No, it was not published reports, plural. It was one published report, singular. By Scott Moritz. All the other reports regarding this purported $200 AT&T iPhone subsidy were based on Moritz’s report for Fortune — no additional sources or original reporting to corroborate this subsidy story.
Such a discount could cause a surge in demand.
I find this theory intriguing, that when prices go down, demand “could” go up. With this sort of deep economic insight, it’s no wonder people read BusinessWeek.
At last count, Apple had sold some 5.4 million units, the vast majority of them for AT&T’s network, even with price tags of $400 to $600 — essentially unheard of in the U.S. cellular market.
Except for the 30 or so different $400-800 phones at Amazon, this is a very good point.
Yet with rival smartphones like Research In Motion’s BlackBerry and a new Palm Treo selling for as little at $99 at some carriers, competitive pressures are building.
Because there weren’t any $100 BlackBerrys or Treo a year ago?
AT&T brings in about $90 a month from each iPhone user, reckons John Hodulik, analyst with UBS Investment Research (UBS).

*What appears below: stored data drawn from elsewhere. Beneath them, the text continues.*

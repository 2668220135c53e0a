#![deny(missing_docs)]
//! Experimental design studies for neutron reflectometry.
//!
//! Studies compare candidate measurements by the Fisher information they
//! carry: grids over underlayer and layer thicknesses, the choice of angles,
//! contrasts and counting times, kinetic experiments and log-likelihood
//! ratios of simulated data. Grids run on a [`Scheduler`] and continuous
//! choices are optimised with [`differential_evolution`]. A [`DesignPlan`]
//! batches studies into a reproducible [`DesignReport`].

mod angles;
mod kinetics;
mod log_ratio;
mod optimise;
mod plan;
mod report;
mod serde;
mod sweep;
mod target;
mod underlayer;

pub use angles::{angle_choice, AngleChoice};
pub use kinetics::{kinetic_information, kinetics};
pub use log_ratio::{calc_log_ratios, LogRatios};
pub use optimise::{
    differential_evolution, optimise_angle_times, optimise_kinetics, optimise_underlayers,
    optimise_yig_thickness, DifferentialEvolutionOptions, OptimisationResult,
    OptimisedAngleTimes, OptimisedKinetics, OptimisedThicknesses, OptimisedUnderlayers,
};
pub use plan::{load_plan, run_plan, run_plan_from_path, DesignPlan, Study, StudyOutcome};
pub use report::{load_report, write_report, DesignReport, StudyReport, REPORT_FILE};
pub use crate::serde::{
    from_json_slice, from_yaml_slice, stable_hash_string, to_canonical_json_bytes, to_yaml_string,
};
pub use sweep::{arange, grid_2d, linspace, series, Grid2D, GridPoint, Scheduler, Series, Values};
pub use target::{DesignTarget, LibrarySample};
pub use underlayer::{magnetic_underlayer_sweep, underlayer_choice, UnderlayerChoice};
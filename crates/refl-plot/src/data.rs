//! Figures of simulated measurements.

use std::path::{Path, PathBuf};

use plotters::prelude::*;
use refl_core::errors::{ErrorInfo, ReflError};
use refl_sim::{ReflectModel, SimulatedData};

use crate::figure::{extent, log_extent, plot_error, save_plot, PALETTE};

/// Plots simulated `q, r, dr` data with the reflectivity of its model on a log axis.
///
/// `models[i]` is drawn over `datasets[i]`; the figure is `<save_path>/<name>.svg`.
pub fn plot_reflectivity(
    models: &[ReflectModel],
    datasets: &[SimulatedData],
    save_path: &Path,
    name: &str,
) -> Result<PathBuf, ReflError> {
    if models.len() != datasets.len() || datasets.is_empty() {
        return Err(ReflError::Io(
            ErrorInfo::new("plot-shape", "one model is needed per dataset")
                .with_context("models", models.len().to_string())
                .with_context("datasets", datasets.len().to_string()),
        ));
    }
    let mut curves = Vec::with_capacity(models.len());
    for (model, data) in models.iter().zip(datasets) {
        let q = data.q();
        curves.push(model.reflectivity(&q)?);
    }
    let (q_lo, q_hi) = extent(datasets.iter().flat_map(|d| d.rows().iter().map(|row| &row.q)));
    let (r_lo, r_hi) = log_extent(
        datasets
            .iter()
            .flat_map(|d| d.rows().iter().map(|row| &row.r))
            .chain(curves.iter().flatten()),
    );

    save_plot(save_path, name, |root| {
        let mut chart = ChartBuilder::on(root)
            .caption(name, ("sans-serif", 28).into_font())
            .margin(15)
            .x_label_area_size(45)
            .y_label_area_size(70)
            .build_cartesian_2d(q_lo..q_hi, (r_lo..r_hi).log_scale())
            .map_err(plot_error)?;
        chart
            .configure_mesh()
            .x_desc("Q (Å⁻¹)")
            .y_desc("Reflectivity (arb.)")
            .y_label_formatter(&|y| format!("{y:.0e}"))
            .draw()
            .map_err(plot_error)?;
        for (idx, ((model, data), r_model)) in models.iter().zip(datasets).zip(&curves).enumerate() {
            let color = PALETTE[idx % PALETTE.len()];
            chart
                .draw_series(data.rows().iter().filter(|row| row.r > 0.0).map(|row| {
                    ErrorBar::new_vertical(
                        row.q,
                        (row.r - row.dr).max(r_lo),
                        row.r,
                        row.r + row.dr,
                        color.filled(),
                        4,
                    )
                }))
                .map_err(plot_error)?
                .label(model.spin.label())
                .legend(move |(x, y)| Circle::new((x + 10, y), 3, color.filled()));
            chart
                .draw_series(LineSeries::new(
                    data.q().into_iter().zip(r_model.iter().copied()),
                    BLACK.stroke_width(1),
                ))
                .map_err(plot_error)?;
        }
        chart
            .configure_series_labels()
            .background_style(&WHITE.mix(0.8))
            .border_style(&BLACK)
            .draw()
            .map_err(plot_error)?;
        Ok(())
    })
}
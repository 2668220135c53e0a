//! Fisher information of a set of reflectivity datasets.

use nalgebra::DMatrix;
use refl_core::errors::{ErrorInfo, ReflError};
use refl_core::ParameterSet;
use refl_sim::ReflectModel;
use tracing::trace;

/// Relative step used for the finite-difference gradients.
pub const DEFAULT_STEP: f64 = 0.005;

/// Q values and incident counts of every dataset entering a calculation.
#[derive(Debug, Clone, Default, PartialEq)]
pub struct Measurements {
    /// Q values of each dataset.
    pub qs: Vec<Vec<f64>>,
    /// Incident counts at each Q, matching `qs`.
    pub counts: Vec<Vec<f64>>,
}

impl Measurements {
    /// Checks that every dataset has as many counts as Q values.
    pub fn new(qs: Vec<Vec<f64>>, counts: Vec<Vec<f64>>) -> Result<Self, ReflError> {
        if qs.len() != counts.len() {
            return Err(shape_error("datasets", qs.len(), counts.len()));
        }
        for (q, c) in qs.iter().zip(&counts) {
            if q.len() != c.len() {
                return Err(shape_error("points", q.len(), c.len()));
            }
        }
        Ok(Self { qs, counts })
    }

    /// The same points repeated for `n` datasets.
    pub fn repeated(q: Vec<f64>, counts: Vec<f64>, n: usize) -> Result<Self, ReflError> {
        Self::new(vec![q; n], vec![counts; n])
    }

    /// Number of datasets.
    pub fn datasets(&self) -> usize {
        self.qs.len()
    }

    /// Number of points over all datasets.
    pub fn total_points(&self) -> usize {
        self.qs.iter().map(Vec::len).sum()
    }
}

fn shape_error(what: &str, q: usize, counts: usize) -> ReflError {
    ReflError::Information(
        ErrorInfo::new("fisher-shape", format!("mismatched {what} between Q and counts"))
            .with_context("q", q.to_string())
            .with_context("counts", counts.to_string()),
    )
}

/// Perturbed values `(x1, x2)` around `value` for the parameter at `idx`.
///
/// A zero value cannot be scaled, so the step becomes absolute and is taken
/// relative to the bound width when the parameter is bounded.
fn perturbation(params: &ParameterSet, idx: usize, step: f64) -> Result<(f64, f64), ReflError> {
    let param = params.get(idx)?;
    let x = param.value;
    if x == 0.0 {
        let delta = param.bound_width().filter(|w| *w > 0.0).unwrap_or(1.0) * step;
        Ok((x - delta, x + delta))
    } else {
        Ok((x * (1.0 - step), x * (1.0 + step)))
    }
}

fn evaluate<F>(
    measurements: &Measurements,
    params: &ParameterSet,
    models_fn: &F,
) -> Result<Vec<f64>, ReflError>
where
    F: Fn(&ParameterSet) -> Result<Vec<ReflectModel>, ReflError>,
{
    let models = models_fn(params)?;
    if models.len() != measurements.datasets() {
        return Err(ReflError::Information(
            ErrorInfo::new("fisher-models", "one model is needed per dataset")
                .with_context("models", models.len().to_string())
                .with_context("datasets", measurements.datasets().to_string()),
        ));
    }
    let mut r = Vec::with_capacity(measurements.total_points());
    for (model, q) in models.iter().zip(&measurements.qs) {
        r.extend(model.reflectivity(q)?);
    }
    Ok(r)
}

/// Fisher information matrix `g = Jᵀ M J` of the parameters at `indices`.
///
/// `models_fn` rebuilds one model per dataset from a parameter set; the
/// Jacobian `J` is obtained with central differences of relative size
/// `step` and `M` is diagonal with entries `counts / R`.
pub fn fisher<F>(
    measurements: &Measurements,
    params: &ParameterSet,
    indices: &[usize],
    step: f64,
    models_fn: F,
) -> Result<DMatrix<f64>, ReflError>
where
    F: Fn(&ParameterSet) -> Result<Vec<ReflectModel>, ReflError>,
{
    let m = indices.len();
    if m == 0 {
        return Ok(DMatrix::zeros(0, 0));
    }
    if !(step > 0.0 && step < 1.0) {
        return Err(ReflError::Information(
            ErrorInfo::new("fisher-step", "step must lie in (0, 1)")
                .with_context("step", step.to_string()),
        ));
    }

    let r = evaluate(measurements, params, &models_fn)?;
    let n = r.len();
    let mut jacobian = DMatrix::<f64>::zeros(n, m);
    for (col, &idx) in indices.iter().enumerate() {
        let (x1, x2) = perturbation(params, idx, step)?;
        let mut perturbed = params.clone();
        perturbed.set_value(idx, x1)?;
        let r1 = evaluate(measurements, &perturbed, &models_fn)?;
        perturbed.set_value(idx, x2)?;
        let r2 = evaluate(measurements, &perturbed, &models_fn)?;
        for row in 0..n {
            jacobian[(row, col)] = (r2[row] - r1[row]) / (x2 - x1);
        }
        trace!(parameter = idx, x1, x2, "gradient column");
    }

    let counts = measurements.counts.iter().flatten();
    let mut weighted = jacobian.clone();
    for (row, (&c, &ri)) in counts.zip(&r).enumerate() {
        let w = c / ri;
        weighted.row_mut(row).scale_mut(w);
    }
    let g = jacobian.transpose() * weighted;

    if g.iter().any(|value| !value.is_finite()) {
        return Err(ReflError::Information(
            ErrorInfo::new("fisher-non-finite", "Fisher information contains non-finite entries")
                .with_context("parameters", params.names(indices).join(", "))
                .with_hint("check that the model reflectivity is positive at every point"),
        ));
    }
    Ok(g)
}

I wonder if Hodulik is aware that the rate plans are published, and that they make $90 per month sound like a very unlikely average?

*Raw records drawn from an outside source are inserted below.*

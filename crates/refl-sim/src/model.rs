//! Model reflectivity of a structure in given conditions.

use refl_core::errors::{ErrorInfo, ReflError};
use refl_model::{Conditions, SpinState, Structure};

use crate::kernel;

/// A structure together with the instrument conditions and spin channel it is measured in.
#[derive(Debug, Clone, PartialEq)]
pub struct ReflectModel {
    /// Layers being measured.
    pub structure: Structure,
    /// Scale, background and resolution.
    pub conditions: Conditions,
    /// Spin channel; unpolarised by default.
    pub spin: SpinState,
}

impl ReflectModel {
    /// Unpolarised model of `structure`.
    pub fn new(structure: Structure, conditions: Conditions) -> Self {
        Self {
            structure,
            conditions,
            spin: SpinState::Unpolarised,
        }
    }

    /// Evaluates the model in spin channel `spin`.
    pub fn with_spin(mut self, spin: SpinState) -> Self {
        self.spin = spin;
        self
    }

    /// Model reflectivity at each Q, including scale and background.
    pub fn reflectivity(&self, q: &[f64]) -> Result<Vec<f64>, ReflError> {
        reflectivity(q, self)
    }
}

/// Model reflectivity of `model` at each Q, including scale and background.
///
/// Magnetism is taken to be collinear with the guide field, so spin-flip
/// channels carry background only. An unpolarised beam on a magnetic
/// structure sees the mean of the two non spin-flip channels.
pub fn reflectivity(q: &[f64], model: &ReflectModel) -> Result<Vec<f64>, ReflError> {
    let Conditions { scale, bkg, dq } = model.conditions;
    if !(scale.is_finite() && bkg.is_finite() && dq.is_finite()) || dq < 0.0 {
        return Err(ReflError::Simulation(
            ErrorInfo::new("conditions-invalid", "scale, background and resolution must be finite")
                .with_context("scale", scale.to_string())
                .with_context("bkg", bkg.to_string())
                .with_context("dq", dq.to_string()),
        ));
    }
    let specular = match model.spin {
        SpinState::UpDown | SpinState::DownUp => {
            model.structure.validate()?;
            vec![0.0; q.len()]
        }
        SpinState::Unpolarised if model.structure.is_magnetic() => {
            let up = kernel::smeared(q, &model.structure.slabs(SpinState::UpUp)?, dq);
            let down = kernel::smeared(q, &model.structure.slabs(SpinState::DownDown)?, dq);
            up.iter().zip(&down).map(|(u, d)| 0.5 * (u + d)).collect()
        }
        spin => kernel::smeared(q, &model.structure.slabs(spin)?, dq),
    };
    Ok(specular.into_iter().map(|r| scale * r + bkg).collect())
}

#[cfg(test)]
mod tests {
    use super::*;
    use refl_model::{Layer, Magnetism};

    fn magnetic_film() -> Structure {
        Layer::new("Air", 0.0)
            | Layer::new("Film", 4.0)
                .slab(50.0, 2.0)
                .with_magnetism(Magnetism::aligned(1.0))
            | Layer::new("Substrate", 2.07)
    }

    #[test]
    fn spin_flip_channels_are_background_only() {
        let model =
            ReflectModel::new(magnetic_film(), Conditions::new(1.0, 1e-6, 2.0)).with_spin(SpinState::UpDown);
        let r = model.reflectivity(&[0.02, 0.05]).unwrap();
        assert_eq!(r, vec![1e-6, 1e-6]);
    }

    #[test]
    fn spin_channels_split_for_magnetic_layers() {
        let conditions = Conditions::new(1.0, 0.0, 0.0);
        let q = [0.03];
        let up = ReflectModel::new(magnetic_film(), conditions)
            .with_spin(SpinState::UpUp)
            .reflectivity(&q)
            .unwrap();
        let down = ReflectModel::new(magnetic_film(), conditions)
            .with_spin(SpinState::DownDown)
            .reflectivity(&q)
            .unwrap();
        let unpolarised = ReflectModel::new(magnetic_film(), conditions)
            .reflectivity(&q)
            .unwrap();
        assert_ne!(up, down);
        assert!((unpolarised[0] - 0.5 * (up[0] + down[0])).abs() < 1e-15);
    }

    #[test]
    fn negative_resolution_is_rejected() {
        let model = ReflectModel::new(magnetic_film(), Conditions::new(1.0, 0.0, -1.0));
        assert!(model.reflectivity(&[0.1]).is_err());
    }
}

“When Apple cut the price on the iPhone by 33% earlier this year, it stimulated demand,” he says. “If this new price turns out to be true, it would do it again. It’s like déjà vu all over again.”

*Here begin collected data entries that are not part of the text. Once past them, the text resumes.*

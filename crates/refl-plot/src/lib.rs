#![deny(missing_docs)]
//! SVG figures and CSV tables for reflectometry design studies.

mod data;
mod export;
mod figure;
mod profiles;
mod studies;

pub use data::plot_reflectivity;
pub use export::{write_data_csv, write_grid_csv, write_series_csv};
pub use figure::{save_plot, Canvas, FIGURE_SIZE};
pub use profiles::{plot_reflectivity_profile, plot_sld_profile, ProfileOptions};
pub use studies::{plot_heatmap, plot_series};
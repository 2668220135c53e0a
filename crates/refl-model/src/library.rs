//! Reference samples used to compare measurement designs.

use refl_core::errors::{ErrorInfo, ReflError};

use crate::layer::Layer;
use crate::sample::LayeredSample;
use crate::structure::Structure;

const SILICON_SLD: f64 = 2.047;

fn build(name: &str, layers: &[(&str, f64, f64, f64)]) -> Result<LayeredSample, ReflError> {
    let mut structure = Structure::from_layers(name, vec![Layer::new("Air", 0.0)]);
    for &(label, sld, thick, rough) in layers {
        structure = structure | Layer::new(label, sld).slab(thick, rough);
    }
    structure = structure | Layer::new("Substrate", SILICON_SLD).with_rough(2.0);
    LayeredSample::new(structure)
}

/// Two layers of contrasting SLD on silicon.
pub fn simple_sample() -> Result<LayeredSample, ReflError> {
    build(
        "simple_sample",
        &[("Layer 1", 4.0, 100.0, 2.0), ("Layer 2", 8.0, 150.0, 2.0)],
    )
}

/// Five layers, ten varying parameters.
pub fn many_param_sample() -> Result<LayeredSample, ReflError> {
    build(
        "many_param_sample",
        &[
            ("Layer 1", 2.0, 50.0, 6.0),
            ("Layer 2", 1.7, 15.0, 2.0),
            ("Layer 3", 0.8, 60.0, 2.0),
            ("Layer 4", 3.2, 40.0, 2.0),
            ("Layer 5", 4.0, 18.0, 2.0),
        ],
    )
}

/// Two layers, one of them only 6 Å thick.
pub fn thin_layer_sample_1() -> Result<LayeredSample, ReflError> {
    build(
        "thin_layer_sample_1",
        &[("Layer 1", 4.0, 200.0, 2.0), ("Layer 2", 6.0, 6.0, 2.0)],
    )
}

/// Three layers with a thin bottom layer.
pub fn thin_layer_sample_2() -> Result<LayeredSample, ReflError> {
    build(
        "thin_layer_sample_2",
        &[
            ("Layer 1", 4.0, 200.0, 2.0),
            ("Layer 2", 5.0, 30.0, 6.0),
            ("Layer 3", 6.0, 6.0, 2.0),
        ],
    )
}

/// Two layers of nearly identical SLD.
pub fn similar_sld_sample_1() -> Result<LayeredSample, ReflError> {
    build(
        "similar_sld_sample_1",
        &[("Layer 1", 0.9, 80.0, 2.0), ("Layer 2", 1.0, 50.0, 6.0)],
    )
}

/// Three layers, the lower two of similar SLD.
pub fn similar_sld_sample_2() -> Result<LayeredSample, ReflError> {
    build(
        "similar_sld_sample_2",
        &[
            ("Layer 1", 3.0, 50.0, 2.0),
            ("Layer 2", 5.5, 30.0, 6.0),
            ("Layer 3", 6.0, 35.0, 2.0),
        ],
    )
}

/// Names accepted by [`standard_sample`].
pub const STANDARD_SAMPLES: [&str; 6] = [
    "simple_sample",
    "many_param_sample",
    "thin_layer_sample_1",
    "thin_layer_sample_2",
    "similar_sld_sample_1",
    "similar_sld_sample_2",
];

/// Looks up a reference sample by name.
pub fn standard_sample(name: &str) -> Result<LayeredSample, ReflError> {
    match name {
        "simple_sample" => simple_sample(),
        "many_param_sample" => many_param_sample(),
        "thin_layer_sample_1" => thin_layer_sample_1(),
        "thin_layer_sample_2" => thin_layer_sample_2(),
        "similar_sld_sample_1" => similar_sld_sample_1(),
        "similar_sld_sample_2" => similar_sld_sample_2(),
        other => Err(ReflError::Model(
            ErrorInfo::new("sample-unknown", "no reference sample with this name")
                .with_context("name", other)
                .with_hint(STANDARD_SAMPLES.join(", ")),
        )),
    }
}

Again with this intriguing theory of lower prices creating higher demand. Perhaps they should give the iPhones away for free — perhaps demand would then go even higher.
The article ends with speculation that the next generation iPhone hardware, if it’s called something other than just “iPhone”, might fall outside the purview of Apple’s “iPhone” exclusivity deal with AT&T. I.e. that their existing deal might cover only the original iPhone, and that Apple is free to shop the upcoming “iPhone Pro/Mini/Nano/Steampunky Olde Timey Handset/Whatever” to other carriers. (I was thinking along similar lines two days ago on the Twitter.)
Hesseldahl mentions this in the context of explaining why AT&T might push for this $200 subsidy:
There’s also been speculation, considered unlikely, that AT&T might be floating the idea of an iPhone subsidy to reinforce its marriage with a partner as notoriously slippery and heavy-handed as Apple.
This comes so close to uncovering the obvious and glaring problem with a $200 AT&T iPhone subsidy, but, alas, Hesseldahl and his keen economic mind walk right past it. The problem is this: why would Apple allow AT&T to sell iPhones for half the price of what iPhones cost in Apple’s own stores (including this one)?
Subsidies only work when they’re sold in conjunction with two-year contracts. It’s possible that Apple could do the same, and sell subsidized AT&T-contract iPhones in Apple Stores, but that would mean abandoning the innovative (and very appealing, very successful) model of activating a new iPhone at home, via iTunes, rather than sitting around in a store for 45 minutes making uncomfortable small talk with a salesman while waiting for your credit check and your old phone number to transfer over.
You’d think this might be worth a mention.